Como regressamos a casa? O que são as pedrinhas que Hansel colocou na floresta? E talvez, mais importante ainda, o que é a nossa casa?

                                                                  ***

Fulano é um optimista e um positivo. As conversas rodam em volta de tudo o que lhe traz felicidade, mas também rodam em volta de tudo o que o magoou, e que ele transformou em ensinamento feliz. E rodam ainda em torno do que é bom nos outros, nas qualidades que ele vê nos outros, nos elogios que ele faz aos outros, como se quisesse que todos estivéssemos irmanados na mesma luz. Beltrano fala das dores, dos sofrimentos, dos episódios negros, da cruz em cima da qual ele quis ver o mundo - ou em cima da qual ele quis que o mundo o visse a ele. Fala ainda das dores dos outros, sobre as quais lança um olhar presente. Sicrano atenta no sinal menos do próximo. Sabe uma história jocosa ou eivada de incompetência sobre todos os nomes que lhe referem; é conhecedor de um podre, de uma pequenina galhofa, de uma queda na rua que impossibilitou uma promoção ou de uma suspeita de um cheque depositado um módico de tempo após o permitido, de um romance onde há três.

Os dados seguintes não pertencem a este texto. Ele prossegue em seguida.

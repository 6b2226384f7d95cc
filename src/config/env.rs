//! Environment variable handling and .env file management

use crate::error::{AppError, Result};
use crate::types::{ConcurrencyMode, ProtocolMode};
use std::path::Path;

/// Environment variable configuration manager
pub struct EnvManager;

impl EnvManager {
    /// Load a specific env file if it exists
    pub fn load_env_file_from(path: &Path, debug: bool) -> Result<()> {
        if path.exists() {
            dotenv::from_path(path)
                .map_err(|e| AppError::config(format!("Failed to load {}: {}", path.display(), e)))?;

            if debug {
                println!("Loaded configuration from {}", path.display());
            }
        } else if debug {
            println!("No {} file found, using defaults and environment", path.display());
        }

        Ok(())
    }

    /// Create example .env file content
    pub fn create_example_env_content() -> String {
        r#"# Packet Loss Tester Configuration
#
# Every setting is optional. Values exported in the shell take precedence
# over the ones in this file.

# Device under test (bare host or IP)
# TARGET_ADDRESS=192.168.1.1

# Target port (defaults to 80 for http, 5000 for tcp/udp)
# TARGET_PORT=80

# Number of attempts per run
# NUM_TESTS=200

# Per-attempt timeout in seconds
# TIMEOUT_SECONDS=2.0

# Pause between attempts in seconds
# DELAY_SECONDS=0

# Protocol: http, tcp or udp
# PROTOCOL_MODE=http

# Scheduling: sync or async
# CONCURRENCY_MODE=sync

# Probe the port before each attempt
# DYNAMIC_PORT_CHECK=false
# PORT_CHECK_TIMEOUT_SECONDS=1.0

# HTTP retry budget and exponential backoff base (seconds)
# MAX_RETRIES=3
# BACKOFF_FACTOR=0.3

# Raw TCP / UDP payload size in bytes
# PAYLOAD_SIZE=64

# HTTP request path
# HTTP_PATH=/

# Label recorded with the run (cable, radio, ...)
# CONNECTION_TYPE=cat6

# Write the JSON run report here
# REPORT_PATH=results/run.json

# Output
# ENABLE_COLOR=true
# VERBOSE=false
# DEBUG=false

# Example: UDP echo bench against a local echo server
# TARGET_ADDRESS=127.0.0.1
# PROTOCOL_MODE=udp
# CONCURRENCY_MODE=async
# NUM_TESTS=500
"#
        .to_string()
    }

    /// Save example .env file to disk
    pub fn save_example_env_file(path: &Path) -> Result<()> {
        let content = Self::create_example_env_content();
        std::fs::write(path, content)
            .map_err(|e| AppError::config(format!("Failed to write example .env file: {}", e)))?;

        Ok(())
    }

    /// Validate environment variable format before parsing
    pub fn validate_env_var(key: &str, value: &str) -> Result<()> {
        let value = value.trim();
        match key {
            "TARGET_ADDRESS" => {
                if value.is_empty() || value.contains("://") {
                    return Err(AppError::config(format!(
                        "TARGET_ADDRESS must be a bare host or IP, got: '{}'",
                        value
                    )));
                }
            }
            "TARGET_PORT" => {
                let port: u16 = value.parse()
                    .map_err(|e| AppError::config(format!("Invalid TARGET_PORT value '{}': {}", value, e)))?;
                if port == 0 {
                    return Err(AppError::config("TARGET_PORT must be between 1 and 65535"));
                }
            }
            "NUM_TESTS" => {
                let count: u32 = value.parse()
                    .map_err(|e| AppError::config(format!("Invalid NUM_TESTS value '{}': {}", value, e)))?;
                if count == 0 || count > crate::defaults::MAX_NUM_TESTS {
                    return Err(AppError::config(format!(
                        "NUM_TESTS must be between 1 and {}, got: {}",
                        crate::defaults::MAX_NUM_TESTS,
                        count
                    )));
                }
            }
            "TIMEOUT_SECONDS" | "PORT_CHECK_TIMEOUT_SECONDS" => {
                let timeout: f64 = value.parse()
                    .map_err(|e| AppError::config(format!("Invalid {} value '{}': {}", key, value, e)))?;
                if !(timeout > 0.0 && timeout <= 300.0) {
                    return Err(AppError::config(format!("{} must be in (0, 300], got: {}", key, timeout)));
                }
            }
            "DELAY_SECONDS" | "BACKOFF_FACTOR" => {
                let seconds: f64 = value.parse()
                    .map_err(|e| AppError::config(format!("Invalid {} value '{}': {}", key, value, e)))?;
                if !seconds.is_finite() || seconds < 0.0 {
                    return Err(AppError::config(format!("{} cannot be negative, got: {}", key, seconds)));
                }
            }
            "PROTOCOL_MODE" => {
                value.parse::<ProtocolMode>()?;
            }
            "CONCURRENCY_MODE" => {
                value.parse::<ConcurrencyMode>()?;
            }
            "MAX_RETRIES" => {
                let retries: u32 = value.parse()
                    .map_err(|e| AppError::config(format!("Invalid MAX_RETRIES value '{}': {}", value, e)))?;
                if retries > 10 {
                    return Err(AppError::config(format!("MAX_RETRIES must be at most 10, got: {}", retries)));
                }
            }
            "PAYLOAD_SIZE" => {
                let size: usize = value.parse()
                    .map_err(|e| AppError::config(format!("Invalid PAYLOAD_SIZE value '{}': {}", value, e)))?;
                if size == 0 {
                    return Err(AppError::config("PAYLOAD_SIZE must be greater than 0"));
                }
            }
            "HTTP_PATH" => {
                if !value.starts_with('/') {
                    return Err(AppError::config(format!("HTTP_PATH must start with '/', got: '{}'", value)));
                }
            }
            "DYNAMIC_PORT_CHECK" | "ENABLE_COLOR" | "VERBOSE" | "DEBUG" => {
                value.parse::<bool>()
                    .map_err(|e| AppError::config(format!("Invalid {} value '{}': {}", key, value, e)))?;
            }
            _ => {
                // Free-form or unknown variable
            }
        }

        Ok(())
    }

    /// Get list of all supported environment variables with descriptions
    pub fn get_supported_env_vars() -> Vec<(&'static str, &'static str, &'static str)> {
        vec![
            ("TARGET_ADDRESS", "Host or IP of the device under test", "192.168.1.1"),
            ("TARGET_PORT", "Target port (protocol default when unset)", "80"),
            ("NUM_TESTS", "Number of attempts per run", "200"),
            ("TIMEOUT_SECONDS", "Per-attempt timeout in seconds", "2.0"),
            ("DELAY_SECONDS", "Pause between attempts in seconds", "0.1"),
            ("PROTOCOL_MODE", "http, tcp or udp", "udp"),
            ("CONCURRENCY_MODE", "sync or async", "async"),
            ("DYNAMIC_PORT_CHECK", "Probe the port before each attempt", "true"),
            ("PORT_CHECK_TIMEOUT_SECONDS", "Port probe timeout in seconds", "1.0"),
            ("MAX_RETRIES", "HTTP retry budget (0-10)", "3"),
            ("BACKOFF_FACTOR", "HTTP backoff base in seconds", "0.3"),
            ("PAYLOAD_SIZE", "Raw TCP / UDP payload size in bytes", "64"),
            ("HTTP_PATH", "HTTP request path", "/"),
            ("CONNECTION_TYPE", "Label for the physical link", "cat6"),
            ("REPORT_PATH", "Write the JSON run report here", "results/run.json"),
            ("ENABLE_COLOR", "Enable colored output", "true"),
            ("VERBOSE", "Print every attempt", "false"),
            ("DEBUG", "Enable debug logging", "false"),
        ]
    }

    /// Display environment variable help
    pub fn display_env_help() -> String {
        let mut help = String::new();
        help.push_str("Supported Environment Variables:\n\n");

        for (var, description, example) in Self::get_supported_env_vars() {
            help.push_str(&format!("  {:<28} {}\n", var, description));
            help.push_str(&format!("  {:<28} Example: {}\n\n", "", example));
        }

        help.push_str("Configuration Priority (highest to lowest):\n");
        help.push_str("  1. Environment variables\n");
        help.push_str("  2. .env file values\n");
        help.push_str("  3. Default values\n");

        help
    }

    /// Validate all currently set environment variables
    pub fn validate_current_env() -> Vec<String> {
        let mut warnings = Vec::new();

        for (var_name, _, _) in Self::get_supported_env_vars() {
            if let Ok(value) = std::env::var(var_name) {
                if let Err(e) = Self::validate_env_var(var_name, &value) {
                    warnings.push(format!("Warning: {}", e));
                }
            }
        }

        warnings
    }
}

#[cfg(test)]
mod tests {
    use super::*;
    use tempfile::NamedTempFile;

    #[test]
    fn test_env_var_validation() {
        assert!(EnvManager::validate_env_var("TARGET_ADDRESS", "10.0.0.1").is_ok());
        assert!(EnvManager::validate_env_var("TARGET_PORT", "5000").is_ok());
        assert!(EnvManager::validate_env_var("NUM_TESTS", "200").is_ok());
        assert!(EnvManager::validate_env_var("TIMEOUT_SECONDS", "0.5").is_ok());
        assert!(EnvManager::validate_env_var("PROTOCOL_MODE", "udp").is_ok());
        assert!(EnvManager::validate_env_var("CONCURRENCY_MODE", "async").is_ok());
        assert!(EnvManager::validate_env_var("DYNAMIC_PORT_CHECK", "true").is_ok());
        assert!(EnvManager::validate_env_var("CONNECTION_TYPE", "anything goes").is_ok());

        assert!(EnvManager::validate_env_var("TARGET_ADDRESS", "http://10.0.0.1").is_err());
        assert!(EnvManager::validate_env_var("TARGET_PORT", "0").is_err());
        assert!(EnvManager::validate_env_var("TARGET_PORT", "70000").is_err());
        assert!(EnvManager::validate_env_var("NUM_TESTS", "0").is_err());
        assert!(EnvManager::validate_env_var("TIMEOUT_SECONDS", "0").is_err());
        assert!(EnvManager::validate_env_var("TIMEOUT_SECONDS", "301").is_err());
        assert!(EnvManager::validate_env_var("DELAY_SECONDS", "-1").is_err());
        assert!(EnvManager::validate_env_var("PROTOCOL_MODE", "sctp").is_err());
        assert!(EnvManager::validate_env_var("MAX_RETRIES", "11").is_err());
        assert!(EnvManager::validate_env_var("HTTP_PATH", "index.html").is_err());
        assert!(EnvManager::validate_env_var("VERBOSE", "maybe").is_err());
    }

    #[test]
    fn test_example_env_content_lists_every_variable() {
        let content = EnvManager::create_example_env_content();
        for (var, _, _) in EnvManager::get_supported_env_vars() {
            assert!(content.contains(&format!("{}=", var)), "missing {}", var);
        }
    }

    #[test]
    fn test_save_example_env_file() {
        let file = NamedTempFile::new().unwrap();
        EnvManager::save_example_env_file(file.path()).unwrap();

        let written = std::fs::read_to_string(file.path()).unwrap();
        assert_eq!(written, EnvManager::create_example_env_content());
    }

    #[test]
    fn test_missing_env_file_is_not_an_error() {
        let dir = tempfile::tempdir().unwrap();
        let path = dir.path().join("absent.env");
        assert!(EnvManager::load_env_file_from(&path, false).is_ok());
    }

    #[test]
    fn test_env_help_mentions_priority() {
        let help = EnvManager::display_env_help();
        assert!(help.contains("TARGET_ADDRESS"));
        assert!(help.contains("Configuration Priority"));
    }
}
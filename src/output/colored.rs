//! Colored formatter implementation with terminal color support
//!
//! Same layout as the plain formatter, with ANSI colors keyed to loss
//! severity and latency.

use super::formatter::{
    fmt_err, format_duration, latency_line, status_rows, status_table_format, FormattingOptions, OutputFormatter,
    PlainFormatter, RowData,
};
use crate::{
    error::Result,
    models::AttemptStatus,
    stats::{OrderingMetrics, SummaryStats},
};
use colored::*;
use std::fmt::Write as _;

/// Loss severity for color coding
#[derive(Debug, Clone, Copy, PartialEq)]
pub enum LossLevel {
    None,     // 0%
    Minor,    // < 1%
    Moderate, // < 5%
    Severe,   // >= 5%
}

impl LossLevel {
    pub fn from_percentage(loss_percentage: f64) -> Self {
        if loss_percentage <= 0.0 {
            Self::None
        } else if loss_percentage < 1.0 {
            Self::Minor
        } else if loss_percentage < 5.0 {
            Self::Moderate
        } else {
            Self::Severe
        }
    }

    pub fn color(&self) -> Color {
        match self {
            Self::None => Color::Green,
            Self::Minor => Color::Cyan,
            Self::Moderate => Color::Yellow,
            Self::Severe => Color::Red,
        }
    }

    pub fn description(&self) -> &'static str {
        match self {
            Self::None => "No loss",
            Self::Minor => "Minor loss",
            Self::Moderate => "Moderate loss",
            Self::Severe => "Severe loss",
        }
    }
}

/// Color scheme configuration
#[derive(Debug, Clone)]
pub struct ColorScheme {
    pub header: Color,
    pub success: Color,
    pub warning: Color,
    pub error: Color,
    pub info: Color,
    pub muted: Color,
}

impl Default for ColorScheme {
    fn default() -> Self {
        Self {
            header: Color::Blue,
            success: Color::Green,
            warning: Color::Yellow,
            error: Color::Red,
            info: Color::Cyan,
            muted: Color::BrightBlack,
        }
    }
}

/// Colored formatter implementation
pub struct ColoredFormatter {
    options: FormattingOptions,
    color_scheme: ColorScheme,
}

impl ColoredFormatter {
    pub fn new(options: FormattingOptions) -> Self {
        Self {
            options,
            color_scheme: ColorScheme::default(),
        }
    }

    /// Apply color to text if colors are enabled
    fn colorize(&self, text: &str, color: Color) -> ColoredString {
        if self.options.enable_color {
            text.color(color)
        } else {
            text.normal()
        }
    }

    fn section_header(&self, title: &str) -> String {
        if self.options.enable_color {
            title.bold().color(self.color_scheme.header).to_string()
        } else {
            title.to_string()
        }
    }

    fn status_color(&self, status: AttemptStatus) -> Color {
        match status {
            AttemptStatus::Success => self.color_scheme.success,
            AttemptStatus::Timeout | AttemptStatus::PortClosed | AttemptStatus::ConnectionError => {
                self.color_scheme.error
            }
            AttemptStatus::Error => self.color_scheme.error,
            _ => self.color_scheme.warning,
        }
    }

    /// Loss bar, one cell per 5%
    fn loss_bar(&self, loss_percentage: f64) -> String {
        let width = 20;
        let filled = ((loss_percentage / 100.0) * width as f64).ceil().clamp(0.0, width as f64) as usize;
        let empty = width - filled;
        let color = LossLevel::from_percentage(loss_percentage).color();

        if self.options.enable_color {
            format!("[{}{}]", "█".repeat(filled).color(color), "░".repeat(empty).color(self.color_scheme.muted))
        } else {
            format!("[{}{}]", "#".repeat(filled), ".".repeat(empty))
        }
    }
}

impl OutputFormatter for ColoredFormatter {
    fn format_header(&self, title: &str) -> Result<String> {
        let mut output = String::new();
        let border = "═".repeat(title.chars().count() + 4);

        writeln!(output, "{}", self.colorize(&border, self.color_scheme.muted)).map_err(fmt_err)?;
        writeln!(output, "  {}  ", self.section_header(title)).map_err(fmt_err)?;
        write!(output, "{}", self.colorize(&border, self.color_scheme.muted)).map_err(fmt_err)?;

        Ok(output)
    }

    fn format_run_info(&self, stats: &SummaryStats) -> Result<String> {
        let mut output = String::new();

        writeln!(output, "{}", self.section_header("Run Information")).map_err(fmt_err)?;
        writeln!(output, "  Target:          {}", self.colorize(&stats.target, self.color_scheme.info)).map_err(fmt_err)?;
        writeln!(output, "  Protocol:        {} ({})", stats.protocol_mode, stats.concurrency_mode).map_err(fmt_err)?;
        writeln!(output, "  Connection Type: {}", stats.connection_type).map_err(fmt_err)?;
        writeln!(
            output,
            "  Started:         {}",
            self.colorize(
                &stats.start_time.format("%Y-%m-%d %H:%M:%S UTC").to_string(),
                self.color_scheme.muted
            )
        )
        .map_err(fmt_err)?;
        write!(output, "  Duration:        {}", format_duration(stats.duration_seconds)).map_err(fmt_err)?;

        Ok(output)
    }

    fn format_status_counts(&self, stats: &SummaryStats) -> Result<String> {
        let mut output = String::new();
        let rows = status_rows(stats, self.options.show_empty_statuses);

        writeln!(output, "{}", self.section_header(&format!("Attempts ({})", stats.num_tests))).map_err(fmt_err)?;

        // Padding is computed on plain text, so color the rendered label afterwards
        let plain_rows: Vec<RowData> = rows.iter().map(|(_, row)| row.clone()).collect();
        let table = PlainFormatter::create_table(&status_table_format(self.options.table_borders), &plain_rows);
        let first_row = if self.options.table_borders { 3 } else { 1 };
        for (idx, line) in table.lines().enumerate() {
            let styled = match idx.checked_sub(first_row).and_then(|i| rows.get(i)) {
                Some((status, row)) if self.options.enable_color => {
                    let label = row[0].as_str();
                    line.replacen(label, &label.color(self.status_color(*status)).to_string(), 1)
                }
                _ => line.to_string(),
            };
            writeln!(output, "{}", styled).map_err(fmt_err)?;
        }

        let level = LossLevel::from_percentage(stats.loss_percentage);
        write!(
            output,
            "Lost packets: {} {} {}",
            self.colorize(
                &format!("{} ({:.2}%)", stats.loss_count, stats.loss_percentage),
                level.color()
            ),
            self.loss_bar(stats.loss_percentage),
            self.colorize(level.description(), level.color())
        )
        .map_err(fmt_err)?;

        Ok(output)
    }

    fn format_latency(&self, stats: &SummaryStats) -> Result<String> {
        let mut output = String::new();

        writeln!(output, "{}", self.section_header("Latency")).map_err(fmt_err)?;
        let line = latency_line(stats);
        let color = if stats.latency.is_some() {
            self.color_scheme.info
        } else {
            self.color_scheme.muted
        };
        writeln!(output, "  {}", self.colorize(&line, color)).map_err(fmt_err)?;

        if let Some(ref latency) = stats.latency {
            writeln!(
                output,
                "  P95: {:.2} ms | P99: {:.2} ms | Std Dev: {:.2} ms",
                latency.p95_ms, latency.p99_ms, latency.std_dev_ms
            )
            .map_err(fmt_err)?;
        }

        let retry_color = if stats.total_retries > 0 {
            self.color_scheme.warning
        } else {
            self.color_scheme.muted
        };
        write!(
            output,
            "  Total retries: {}",
            self.colorize(&stats.total_retries.to_string(), retry_color)
        )
        .map_err(fmt_err)?;

        Ok(output)
    }

    fn format_ordering(&self, ordering: &OrderingMetrics, num_tests: u32) -> Result<String> {
        let mut output = String::new();

        let color = if ordering.is_ordered() {
            self.color_scheme.success
        } else {
            self.color_scheme.warning
        };

        writeln!(output, "{}", self.section_header("Completion Order")).map_err(fmt_err)?;
        writeln!(
            output,
            "  Out of order: {} of {}",
            self.colorize(&ordering.out_of_order_count.to_string(), color),
            num_tests
        )
        .map_err(fmt_err)?;
        writeln!(output, "  Inversions:   {}", self.colorize(&ordering.inversions.to_string(), color)).map_err(fmt_err)?;
        write!(
            output,
            "  LIS length:   {} (disorder {})",
            ordering.lis_length,
            self.colorize(&ordering.lis_disorder.to_string(), color)
        )
        .map_err(fmt_err)?;

        Ok(output)
    }

    fn format_error(&self, error: &str) -> Result<String> {
        Ok(format!("✗ {}", self.colorize(error, self.color_scheme.error)))
    }

    fn format_warning(&self, warning: &str) -> Result<String> {
        Ok(format!("⚠ {}", self.colorize(warning, self.color_scheme.warning)))
    }

    fn format_success(&self, message: &str) -> Result<String> {
        Ok(format!("✓ {}", self.colorize(message, self.color_scheme.success)))
    }
}

impl ColoredFormatter {
    /// Check if terminal supports colors
    pub fn supports_color() -> bool {
        std::env::var("NO_COLOR").is_err() && std::env::var("TERM").map(|term| term != "dumb").unwrap_or(true)
    }
}
//! Configuration validation utilities and rules

use crate::{
    error::Result,
    models::Config,
    types::{ConcurrencyMode, ProtocolMode},
};
use std::net::IpAddr;

/// Configuration validator with advisory rules on top of `Config::validate`
pub struct ConfigValidator;

impl ConfigValidator {
    /// Validate configuration with comprehensive checks
    pub fn validate_comprehensive(config: &Config) -> Result<Vec<ValidationWarning>> {
        let mut warnings = Vec::new();

        config.validate()?;

        warnings.extend(Self::validate_target(config));
        warnings.extend(Self::validate_timing(config));
        warnings.extend(Self::validate_protocol_settings(config));

        Ok(warnings)
    }

    fn validate_target(config: &Config) -> Vec<ValidationWarning> {
        let mut warnings = Vec::new();

        match config.target_address.parse::<IpAddr>() {
            Ok(IpAddr::V4(ip)) if ip.is_loopback() => {
                warnings.push(ValidationWarning::new(
                    ValidationLevel::Info,
                    format!("Target {} is loopback; results will not reflect a physical link", ip),
                ));
            }
            Ok(IpAddr::V4(ip)) if !ip.is_private() && !ip.is_link_local() => {
                warnings.push(ValidationWarning::new(
                    ValidationLevel::Warning,
                    format!("Target {} is outside private ranges; upstream loss will be included", ip),
                ));
            }
            Ok(_) => {}
            Err(_) => {
                warnings.push(ValidationWarning::new(
                    ValidationLevel::Info,
                    format!("Target '{}' is a host name and will be resolved per attempt", config.target_address),
                ));
            }
        }

        warnings
    }

    fn validate_timing(config: &Config) -> Vec<ValidationWarning> {
        let mut warnings = Vec::new();

        if config.num_tests < 20 {
            warnings.push(ValidationWarning::new(
                ValidationLevel::Warning,
                format!(
                    "{} attempts give a loss resolution of {:.1}%",
                    config.num_tests,
                    100.0 / config.num_tests as f64
                ),
            ));
        }

        if config.timeout_seconds < 0.1 {
            warnings.push(ValidationWarning::new(
                ValidationLevel::Warning,
                format!("Timeout of {}s may classify slow replies as loss", config.timeout_seconds),
            ));
        } else if config.timeout_seconds > 30.0 {
            warnings.push(ValidationWarning::new(
                ValidationLevel::Info,
                format!("Long timeout of {}s will slow down failure detection", config.timeout_seconds),
            ));
        }

        if config.dynamic_port_check && config.port_check_timeout_seconds >= config.timeout_seconds {
            warnings.push(ValidationWarning::new(
                ValidationLevel::Warning,
                format!(
                    "Port check timeout ({}s) is not shorter than the request timeout ({}s)",
                    config.port_check_timeout_seconds, config.timeout_seconds
                ),
            ));
        }

        let estimated = match config.concurrency_mode {
            ConcurrencyMode::Sync => config.num_tests as f64 * (config.timeout_seconds + config.delay_seconds),
            ConcurrencyMode::Async => config.num_tests as f64 * config.delay_seconds + config.timeout_seconds,
        };
        if estimated > 3600.0 {
            warnings.push(ValidationWarning::new(
                ValidationLevel::Warning,
                format!("Worst-case run time is about {:.0} minutes", estimated / 60.0),
            ));
        }

        if config.concurrency_mode == ConcurrencyMode::Async && config.delay_seconds == 0.0 && config.num_tests > 1000 {
            warnings.push(ValidationWarning::new(
                ValidationLevel::Warning,
                format!("{} attempts will be in flight at once", config.num_tests),
            ));
        }

        warnings
    }

    fn validate_protocol_settings(config: &Config) -> Vec<ValidationWarning> {
        let mut warnings = Vec::new();

        if !config.protocol_mode.supports_retries() && config.max_retries != crate::defaults::DEFAULT_MAX_RETRIES {
            warnings.push(ValidationWarning::new(
                ValidationLevel::Info,
                format!("MAX_RETRIES is ignored in {} mode", config.protocol_mode),
            ));
        }

        if config.protocol_mode == ProtocolMode::Http && config.payload_size != crate::defaults::DEFAULT_PAYLOAD_SIZE {
            warnings.push(ValidationWarning::new(
                ValidationLevel::Info,
                "PAYLOAD_SIZE is ignored in HTTP mode".to_string(),
            ));
        }

        if config.protocol_mode == ProtocolMode::Udp && config.payload_size > 1400 {
            warnings.push(ValidationWarning::new(
                ValidationLevel::Warning,
                format!("UDP payload of {} bytes may be fragmented on a 1500-byte MTU", config.payload_size),
            ));
        }

        warnings
    }
}

/// Validation warning levels
#[derive(Debug, Clone, PartialEq)]
pub enum ValidationLevel {
    Info,
    Warning,
    Error,
}

impl ValidationLevel {
    /// Get display string for level
    pub fn as_str(&self) -> &'static str {
        match self {
            Self::Info => "INFO",
            Self::Warning => "WARNING",
            Self::Error => "ERROR",
        }
    }
}

/// Configuration validation warning
#[derive(Debug, Clone)]
pub struct ValidationWarning {
    pub level: ValidationLevel,
    pub message: String,
}

impl ValidationWarning {
    /// Create a new validation warning
    pub fn new(level: ValidationLevel, message: String) -> Self {
        Self { level, message }
    }

    /// Format warning for display
    pub fn format(&self, use_color: bool) -> String {
        use colored::Colorize;

        let tag = format!("[{}]", self.level.as_str());
        let tag = if use_color {
            match self.level {
                ValidationLevel::Info => tag.blue().to_string(),
                ValidationLevel::Warning => tag.yellow().to_string(),
                ValidationLevel::Error => tag.red().bold().to_string(),
            }
        } else {
            tag
        };

        format!("{} {}", tag, self.message)
    }
}

/// Convenience function for comprehensive configuration validation
pub fn validate_config(config: &Config) -> Result<Vec<ValidationWarning>> {
    ConfigValidator::validate_comprehensive(config)
}

#[cfg(test)]
mod tests {
    use super::*;

    #[test]
    fn test_default_config_has_no_errors() {
        let warnings = validate_config(&Config::default()).unwrap();
        assert!(warnings.iter().all(|w| w.level != ValidationLevel::Error));
    }

    #[test]
    fn test_invalid_config_is_rejected() {
        let config = Config {
            num_tests: 0,
            ..Default::default()
        };
        assert!(validate_config(&config).is_err());
    }

    #[test]
    fn test_loopback_target_is_flagged() {
        let config = Config {
            target_address: "127.0.0.1".to_string(),
            ..Default::default()
        };
        let warnings = validate_config(&config).unwrap();
        assert!(warnings.iter().any(|w| w.message.contains("loopback")));
    }

    #[test]
    fn test_small_run_resolution_warning() {
        let config = Config {
            num_tests: 10,
            ..Default::default()
        };
        let warnings = validate_config(&config).unwrap();
        assert!(warnings
            .iter()
            .any(|w| w.level == ValidationLevel::Warning && w.message.contains("10.0%")));
    }

    #[test]
    fn test_port_check_timeout_not_shorter_warning() {
        let config = Config {
            dynamic_port_check: true,
            port_check_timeout_seconds: 3.0,
            timeout_seconds: 2.0,
            ..Default::default()
        };
        let warnings = validate_config(&config).unwrap();
        assert!(warnings.iter().any(|w| w.message.contains("Port check timeout")));
    }

    #[test]
    fn test_retries_ignored_outside_http() {
        let config = Config {
            protocol_mode: ProtocolMode::Udp,
            max_retries: 5,
            ..Default::default()
        };
        let warnings = validate_config(&config).unwrap();
        assert!(warnings.iter().any(|w| w.message.contains("MAX_RETRIES is ignored")));
    }

    #[test]
    fn test_warning_format_plain() {
        let warning = ValidationWarning::new(ValidationLevel::Warning, "careful".to_string());
        assert_eq!(warning.format(false), "[WARNING] careful");
    }
}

Nenhum dos fulano, beltrano e sicrano é só isto, porque não somos apenas algo, mas também o oposto de algo ou o complemento de algo. Outros terão olhares semelhantes - sobre os nomes das pessoas, como se fossem um roteiro para a história do mundo, sobre os sucessos próprios, como se fosse um guião para a felicidade impante. Mas isto - os sinais menos ou mais, as cruzes próprias, os nomes - são a mancha que vemos quando analisamos os Hansel e Gretel que povoam a nossa vida. São o caminho dominante que cada um escolhe para fugir da floresta e regressar a casa, o que quer que isso signifique, porque as conversas persistentes são a bússola para os terrenos sombrios ou desconfortáveis. 

Há a floresta na qual as pessoas foram abandonadas; há as pedrinhas que lhes permitem regressar a casa. Perceber a diferença entre um e outro é saber muito sobre as pessoas. Perceber este meu texto é, para além de uma grande interrogação, um exercício confuso.